WORK TO BE COMPLETED:
All lines from the one containing "header.set_mode(0o644);" to the end of the data below are to be returned exactly, both ends included, with nothing added.

[Stored items]

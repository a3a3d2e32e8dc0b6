use super::{DualRingLayout, MetricItem, RankedItem, ReportRecord, TypeCatalogue, TypeScore, THICKNESS_TIERS};
use crate::ingest::{normalize_date, Clock, RawRow, ScoreCell};
use crate::schema::{ScoreField, CAPABILITY_FIELDS, FOCUS_FIELDS, TYPE_FIELDS};
use std::cmp::Ordering;
use tracing::{debug, warn};

/// Ranks a metric group by descending value. Ties keep their input order,
/// and `-0.0` ties with `0.0`.
pub fn rank_items(items: Vec<MetricItem>) -> Vec<RankedItem> {
    let mut sorted = items;
    sorted.sort_by(|a, b| b.value.partial_cmp(&a.value).unwrap_or(Ordering::Equal));

    sorted
        .into_iter()
        .enumerate()
        .map(|(index, item)| RankedItem {
            label: item.label,
            value: item.value,
            rank: index as u32 + 1,
            thickness: THICKNESS_TIERS[index.min(THICKNESS_TIERS.len() - 1)],
        })
        .collect()
}

/// Highest score wins; the earliest entry wins a tie.
pub fn primary_type(scores: &[TypeScore]) -> Option<&TypeScore> {
    scores.iter().fold(None, |best: Option<&TypeScore>, score| match best {
        Some(b) if score.value <= b.value => Some(b),
        _ => Some(score),
    })
}

fn metric_group(row: &RawRow, fields: &[ScoreField]) -> Vec<MetricItem> {
    fields
        .iter()
        .map(|f| MetricItem::new(f.label(), row.value(*f)))
        .collect()
}

pub fn derive_record(row: &RawRow, catalogue: &TypeCatalogue, clock: &dyn Clock) -> ReportRecord {
    for (field, cell) in &row.scores {
        if let ScoreCell::Text(text) = cell {
            warn!("'{}': non-numeric {} value '{}' treated as 0", row.name, field, text);
        }
    }

    let outer = rank_items(metric_group(row, &CAPABILITY_FIELDS));
    let inner = rank_items(metric_group(row, &FOCUS_FIELDS));
    let outer_total = outer.iter().map(|i| i.value).sum();
    let inner_total = inner.iter().map(|i| i.value).sum();

    let type_scores = metric_group(row, &TYPE_FIELDS);
    let primary = primary_type(&type_scores)
        .map(|s| s.label.clone())
        .unwrap_or_default();

    let type_detail = catalogue.get(&primary).cloned();
    if type_detail.is_none() {
        warn!("'{}': no type detail configured for '{}'", row.name, primary);
    }

    debug!("Derived report for '{}' (primary type {})", row.name, primary);

    ReportRecord {
        name: row.name.clone(),
        date: normalize_date(&row.date, clock),
        dual_ring: DualRingLayout {
            outer,
            inner,
            outer_total,
            inner_total,
        },
        type_scores,
        primary_type: primary,
        type_detail,
    }
}

/// Derives every row against the current catalogue. Callers rerun this in full
/// whenever the catalogue changes.
pub fn derive_batch(rows: &[RawRow], catalogue: &TypeCatalogue, clock: &dyn Clock) -> Vec<ReportRecord> {
    rows.iter()
        .map(|row| derive_record(row, catalogue, clock))
        .collect()
}
use crate::error::{ReportError, ReportResult};
use flate2::write::GzEncoder;
use flate2::Compression;
use tar::{Builder, Header};

#[derive(Debug, Clone, PartialEq)]
pub struct ArchiveEntry {
    pub name: String,
    pub bytes: Vec<u8>,
}

impl ArchiveEntry {
    pub fn new(name: impl Into<String>, bytes: Vec<u8>) -> Self {
        Self {
            name: name.into(),
            bytes,
        }
    }
}

/// Packages named artifacts into one downloadable bundle.
pub trait ArchiveBuilder: Send + Sync {
    /// File extension of the bundle, without the leading dot.
    fn extension(&self) -> &str;
    fn bundle(&self, entries: &[ArchiveEntry]) -> ReportResult<Vec<u8>>;
}

/// Gzip-compressed tarball with entries in insertion order.
#[derive(Debug, Clone, Copy, Default)]
pub struct TarGzArchive;

impl ArchiveBuilder for TarGzArchive {
    fn extension(&self) -> &str {
        "tar.gz"
    }

    fn bundle(&self, entries: &[ArchiveEntry]) -> ReportResult<Vec<u8>> {
        let encoder = GzEncoder::new(Vec::new(), Compression::default());
        let mut builder = Builder::new(encoder);

        for entry in entries {
            let mut header = Header::new_gnu();
            header.set_size(entry.bytes.len() as u64);
            header.set_mode(0o644);
            header.set_cksum();
            builder
                .append_data(&mut header, &entry.name, entry.bytes.as_slice())
                .map_err(|e| ReportError::Archive(format!("{}: {}", entry.name, e)))?;
        }

        let encoder = builder
            .into_inner()
            .map_err(|e| ReportError::Archive(e.to_string()))?;
        encoder
            .finish()
            .map_err(|e| ReportError::Archive(e.to_string()))
    }
}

EXERCISE ANSWER:
            header.set_mode(0o644);
            header.set_cksum();
            builder
                .append_data(&mut header, &entry.name, entry.bytes.as_slice())
                .map_err(|e| ReportError::Archive(format!("{}: {}", entry.name, e)))?;
        }

        let encoder = builder
            .into_inner()
            .map_err(|e| ReportError::Archive(e.to_string()))?;
        encoder
            .finish()
            .map_err(|e| ReportError::Archive(e.to_string()))
    }
}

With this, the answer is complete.